* ASSIGNMENT *
The lines from the start of the records through the one containing "order declared here." are to be transcribed exactly, and nothing else.

* INFORMATION *
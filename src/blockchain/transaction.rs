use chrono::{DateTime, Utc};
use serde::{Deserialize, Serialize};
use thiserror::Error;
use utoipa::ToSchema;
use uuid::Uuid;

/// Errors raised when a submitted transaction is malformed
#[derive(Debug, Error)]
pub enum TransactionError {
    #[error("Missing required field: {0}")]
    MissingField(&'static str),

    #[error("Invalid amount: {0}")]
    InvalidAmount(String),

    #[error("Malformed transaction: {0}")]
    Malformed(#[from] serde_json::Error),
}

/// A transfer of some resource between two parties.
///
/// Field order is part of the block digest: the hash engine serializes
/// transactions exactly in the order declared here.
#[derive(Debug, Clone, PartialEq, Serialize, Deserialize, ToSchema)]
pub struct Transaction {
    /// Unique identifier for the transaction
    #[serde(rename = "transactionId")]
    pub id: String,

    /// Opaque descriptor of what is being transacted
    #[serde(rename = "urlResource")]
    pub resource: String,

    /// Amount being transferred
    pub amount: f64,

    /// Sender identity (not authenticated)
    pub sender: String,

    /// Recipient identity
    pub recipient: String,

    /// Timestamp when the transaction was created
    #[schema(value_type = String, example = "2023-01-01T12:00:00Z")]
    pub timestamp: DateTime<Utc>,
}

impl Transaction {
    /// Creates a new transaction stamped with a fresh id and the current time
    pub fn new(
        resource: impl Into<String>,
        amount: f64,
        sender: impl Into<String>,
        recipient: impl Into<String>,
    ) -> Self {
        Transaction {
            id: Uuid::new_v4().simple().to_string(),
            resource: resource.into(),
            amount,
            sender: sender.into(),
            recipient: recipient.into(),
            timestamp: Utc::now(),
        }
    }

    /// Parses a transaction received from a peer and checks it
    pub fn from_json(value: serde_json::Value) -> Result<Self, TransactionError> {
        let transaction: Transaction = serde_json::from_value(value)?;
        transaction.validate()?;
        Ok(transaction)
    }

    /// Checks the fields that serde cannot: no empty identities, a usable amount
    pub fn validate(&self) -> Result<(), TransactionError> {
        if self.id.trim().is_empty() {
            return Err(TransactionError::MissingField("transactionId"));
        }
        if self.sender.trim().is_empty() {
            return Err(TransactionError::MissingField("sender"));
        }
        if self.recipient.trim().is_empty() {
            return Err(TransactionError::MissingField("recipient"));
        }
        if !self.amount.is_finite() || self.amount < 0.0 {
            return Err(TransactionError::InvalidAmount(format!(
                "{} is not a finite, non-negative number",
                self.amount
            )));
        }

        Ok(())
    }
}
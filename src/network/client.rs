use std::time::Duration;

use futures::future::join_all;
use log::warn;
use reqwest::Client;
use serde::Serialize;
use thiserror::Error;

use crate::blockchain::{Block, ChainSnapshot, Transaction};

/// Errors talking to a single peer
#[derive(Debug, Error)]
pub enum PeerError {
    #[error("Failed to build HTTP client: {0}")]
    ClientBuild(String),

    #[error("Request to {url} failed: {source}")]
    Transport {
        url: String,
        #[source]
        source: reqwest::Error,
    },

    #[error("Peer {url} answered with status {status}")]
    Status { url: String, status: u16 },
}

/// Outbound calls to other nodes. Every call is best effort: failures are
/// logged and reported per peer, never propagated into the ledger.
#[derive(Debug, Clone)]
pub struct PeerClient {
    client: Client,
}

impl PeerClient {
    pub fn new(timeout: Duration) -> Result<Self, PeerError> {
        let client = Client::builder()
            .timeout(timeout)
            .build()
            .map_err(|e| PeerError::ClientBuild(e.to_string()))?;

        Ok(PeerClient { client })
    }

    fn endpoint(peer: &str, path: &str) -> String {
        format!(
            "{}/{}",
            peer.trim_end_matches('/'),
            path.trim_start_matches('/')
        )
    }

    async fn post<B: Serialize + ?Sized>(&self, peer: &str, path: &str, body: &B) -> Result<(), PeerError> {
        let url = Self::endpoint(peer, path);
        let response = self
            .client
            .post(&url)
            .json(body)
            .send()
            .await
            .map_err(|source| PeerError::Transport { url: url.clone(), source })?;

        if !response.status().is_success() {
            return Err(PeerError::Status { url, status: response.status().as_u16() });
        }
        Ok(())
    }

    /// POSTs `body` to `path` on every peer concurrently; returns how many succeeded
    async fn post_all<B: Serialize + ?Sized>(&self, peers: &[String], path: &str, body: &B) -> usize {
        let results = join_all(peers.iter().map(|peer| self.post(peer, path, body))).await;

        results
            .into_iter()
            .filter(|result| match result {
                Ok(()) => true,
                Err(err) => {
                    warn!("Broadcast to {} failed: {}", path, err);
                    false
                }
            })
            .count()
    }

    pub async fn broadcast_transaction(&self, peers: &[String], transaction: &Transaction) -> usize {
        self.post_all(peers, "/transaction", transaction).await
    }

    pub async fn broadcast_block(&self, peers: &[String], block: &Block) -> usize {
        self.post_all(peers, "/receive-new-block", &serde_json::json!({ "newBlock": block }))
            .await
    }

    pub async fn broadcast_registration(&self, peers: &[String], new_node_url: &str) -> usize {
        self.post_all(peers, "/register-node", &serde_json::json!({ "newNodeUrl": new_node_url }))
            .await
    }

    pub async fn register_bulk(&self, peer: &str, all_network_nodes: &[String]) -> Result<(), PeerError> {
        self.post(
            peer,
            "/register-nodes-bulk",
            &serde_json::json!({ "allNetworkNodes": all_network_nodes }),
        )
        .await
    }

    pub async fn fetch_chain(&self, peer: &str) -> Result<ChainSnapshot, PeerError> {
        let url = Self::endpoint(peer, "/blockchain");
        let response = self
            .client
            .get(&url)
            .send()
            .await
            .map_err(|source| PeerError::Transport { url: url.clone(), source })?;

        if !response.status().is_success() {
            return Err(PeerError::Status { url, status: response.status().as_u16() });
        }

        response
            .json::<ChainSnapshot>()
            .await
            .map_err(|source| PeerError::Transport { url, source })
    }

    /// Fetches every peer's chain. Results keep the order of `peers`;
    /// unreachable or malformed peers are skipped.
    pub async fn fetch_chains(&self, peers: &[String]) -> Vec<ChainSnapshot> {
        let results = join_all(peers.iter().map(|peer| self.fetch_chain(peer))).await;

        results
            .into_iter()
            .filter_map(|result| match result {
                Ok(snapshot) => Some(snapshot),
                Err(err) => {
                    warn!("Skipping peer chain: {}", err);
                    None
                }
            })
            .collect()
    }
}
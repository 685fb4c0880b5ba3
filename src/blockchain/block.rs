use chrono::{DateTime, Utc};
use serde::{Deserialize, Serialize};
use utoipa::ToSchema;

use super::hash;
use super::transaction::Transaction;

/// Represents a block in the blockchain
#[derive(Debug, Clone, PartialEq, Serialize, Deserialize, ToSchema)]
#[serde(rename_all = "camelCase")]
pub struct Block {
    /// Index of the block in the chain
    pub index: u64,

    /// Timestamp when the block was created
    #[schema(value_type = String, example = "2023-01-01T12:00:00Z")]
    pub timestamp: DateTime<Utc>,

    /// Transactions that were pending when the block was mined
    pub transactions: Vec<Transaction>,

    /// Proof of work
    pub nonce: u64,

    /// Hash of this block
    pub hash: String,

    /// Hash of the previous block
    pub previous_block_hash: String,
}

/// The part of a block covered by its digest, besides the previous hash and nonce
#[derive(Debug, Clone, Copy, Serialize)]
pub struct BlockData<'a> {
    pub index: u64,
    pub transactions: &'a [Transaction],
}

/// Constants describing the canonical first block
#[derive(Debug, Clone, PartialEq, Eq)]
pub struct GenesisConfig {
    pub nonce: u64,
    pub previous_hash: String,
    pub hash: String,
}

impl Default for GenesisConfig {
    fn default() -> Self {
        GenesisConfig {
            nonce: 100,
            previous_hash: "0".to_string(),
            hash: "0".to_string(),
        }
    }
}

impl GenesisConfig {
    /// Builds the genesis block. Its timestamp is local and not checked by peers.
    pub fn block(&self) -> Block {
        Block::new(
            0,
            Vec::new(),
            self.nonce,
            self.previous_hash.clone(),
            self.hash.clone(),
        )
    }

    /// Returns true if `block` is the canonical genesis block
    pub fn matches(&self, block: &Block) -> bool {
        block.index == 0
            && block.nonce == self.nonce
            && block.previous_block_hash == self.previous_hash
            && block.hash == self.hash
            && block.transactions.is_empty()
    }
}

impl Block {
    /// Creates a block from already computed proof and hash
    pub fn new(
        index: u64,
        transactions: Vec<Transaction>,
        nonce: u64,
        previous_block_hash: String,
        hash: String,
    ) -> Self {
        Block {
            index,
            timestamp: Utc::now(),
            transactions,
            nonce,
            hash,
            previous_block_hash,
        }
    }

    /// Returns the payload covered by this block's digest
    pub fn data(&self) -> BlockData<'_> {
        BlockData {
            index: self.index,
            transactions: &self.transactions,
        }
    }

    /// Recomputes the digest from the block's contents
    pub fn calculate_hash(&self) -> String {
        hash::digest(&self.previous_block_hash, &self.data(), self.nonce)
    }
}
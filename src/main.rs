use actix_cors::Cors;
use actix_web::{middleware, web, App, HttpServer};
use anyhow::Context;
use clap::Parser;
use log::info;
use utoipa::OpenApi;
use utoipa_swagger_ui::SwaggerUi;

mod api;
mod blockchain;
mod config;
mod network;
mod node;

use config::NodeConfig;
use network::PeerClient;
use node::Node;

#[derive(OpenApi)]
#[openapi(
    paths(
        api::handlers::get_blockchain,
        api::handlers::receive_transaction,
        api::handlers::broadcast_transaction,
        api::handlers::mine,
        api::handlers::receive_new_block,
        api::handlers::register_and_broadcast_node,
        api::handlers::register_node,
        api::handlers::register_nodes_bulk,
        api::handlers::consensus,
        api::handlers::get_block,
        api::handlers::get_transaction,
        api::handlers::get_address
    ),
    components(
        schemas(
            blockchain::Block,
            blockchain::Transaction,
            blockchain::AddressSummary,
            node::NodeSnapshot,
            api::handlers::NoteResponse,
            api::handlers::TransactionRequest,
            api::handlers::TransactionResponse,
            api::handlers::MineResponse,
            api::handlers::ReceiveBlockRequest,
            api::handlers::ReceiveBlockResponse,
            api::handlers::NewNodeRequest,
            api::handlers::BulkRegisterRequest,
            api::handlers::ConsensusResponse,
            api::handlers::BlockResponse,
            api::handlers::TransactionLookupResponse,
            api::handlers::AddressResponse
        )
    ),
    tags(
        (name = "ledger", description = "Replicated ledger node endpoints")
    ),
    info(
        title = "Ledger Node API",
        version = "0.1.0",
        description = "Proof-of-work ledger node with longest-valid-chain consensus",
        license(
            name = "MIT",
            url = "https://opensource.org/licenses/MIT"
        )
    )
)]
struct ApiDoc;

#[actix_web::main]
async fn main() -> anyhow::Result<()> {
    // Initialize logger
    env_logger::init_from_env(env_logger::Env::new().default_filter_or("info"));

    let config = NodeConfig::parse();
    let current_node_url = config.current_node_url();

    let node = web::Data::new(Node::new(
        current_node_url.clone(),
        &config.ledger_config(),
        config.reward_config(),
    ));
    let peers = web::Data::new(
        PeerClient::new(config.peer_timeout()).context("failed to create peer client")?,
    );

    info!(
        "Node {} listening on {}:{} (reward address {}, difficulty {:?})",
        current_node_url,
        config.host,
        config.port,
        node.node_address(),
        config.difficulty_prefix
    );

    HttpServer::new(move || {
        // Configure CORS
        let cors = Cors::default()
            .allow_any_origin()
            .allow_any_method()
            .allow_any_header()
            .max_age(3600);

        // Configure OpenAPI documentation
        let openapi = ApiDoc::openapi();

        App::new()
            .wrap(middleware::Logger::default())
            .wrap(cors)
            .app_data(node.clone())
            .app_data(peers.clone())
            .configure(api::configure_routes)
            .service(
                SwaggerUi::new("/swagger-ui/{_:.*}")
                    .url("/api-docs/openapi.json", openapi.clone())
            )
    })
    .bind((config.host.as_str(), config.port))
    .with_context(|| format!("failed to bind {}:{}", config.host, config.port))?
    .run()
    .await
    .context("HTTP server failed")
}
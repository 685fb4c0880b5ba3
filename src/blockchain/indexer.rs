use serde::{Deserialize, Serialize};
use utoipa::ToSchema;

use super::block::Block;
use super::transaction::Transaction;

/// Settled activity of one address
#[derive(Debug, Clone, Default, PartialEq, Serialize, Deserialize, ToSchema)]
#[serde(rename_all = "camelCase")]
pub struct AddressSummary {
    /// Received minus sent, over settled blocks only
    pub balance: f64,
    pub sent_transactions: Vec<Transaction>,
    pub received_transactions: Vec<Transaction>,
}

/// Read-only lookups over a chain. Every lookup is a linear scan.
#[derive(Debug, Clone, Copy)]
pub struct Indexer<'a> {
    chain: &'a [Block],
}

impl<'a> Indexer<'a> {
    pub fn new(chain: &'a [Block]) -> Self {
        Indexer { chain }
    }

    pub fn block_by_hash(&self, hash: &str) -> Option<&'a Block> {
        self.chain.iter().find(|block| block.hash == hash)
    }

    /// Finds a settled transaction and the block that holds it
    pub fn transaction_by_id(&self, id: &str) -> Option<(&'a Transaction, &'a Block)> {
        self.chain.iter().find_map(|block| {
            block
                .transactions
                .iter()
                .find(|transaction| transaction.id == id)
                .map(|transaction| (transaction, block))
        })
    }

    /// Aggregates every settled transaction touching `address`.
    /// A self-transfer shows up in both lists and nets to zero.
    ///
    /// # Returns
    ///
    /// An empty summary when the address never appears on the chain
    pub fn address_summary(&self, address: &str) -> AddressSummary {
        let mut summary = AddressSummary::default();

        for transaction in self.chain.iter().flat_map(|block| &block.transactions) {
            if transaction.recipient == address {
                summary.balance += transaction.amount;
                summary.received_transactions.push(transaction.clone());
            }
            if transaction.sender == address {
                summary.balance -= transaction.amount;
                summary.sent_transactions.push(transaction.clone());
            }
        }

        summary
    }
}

* WRITTEN REPLY *
filename src/blockchain/transaction.rs
use chrono::{DateTime, Utc};
use serde::{Deserialize, Serialize};
use thiserror::Error;
use utoipa::ToSchema;
use uuid::Uuid;

/// Errors raised when a submitted transaction is malformed
#[derive(Debug, Error)]
pub enum TransactionError {
    #[error("Missing required field: {0}")]
    MissingField(&'static str),

    #[error("Invalid amount: {0}")]
    InvalidAmount(String),

    #[error("Malformed transaction: {0}")]
    Malformed(#[from] serde_json::Error),
}

/// A transfer of some resource between two parties.
///
/// Field order is part of the block digest: the hash engine serializes
/// transactions exactly in the order declared here.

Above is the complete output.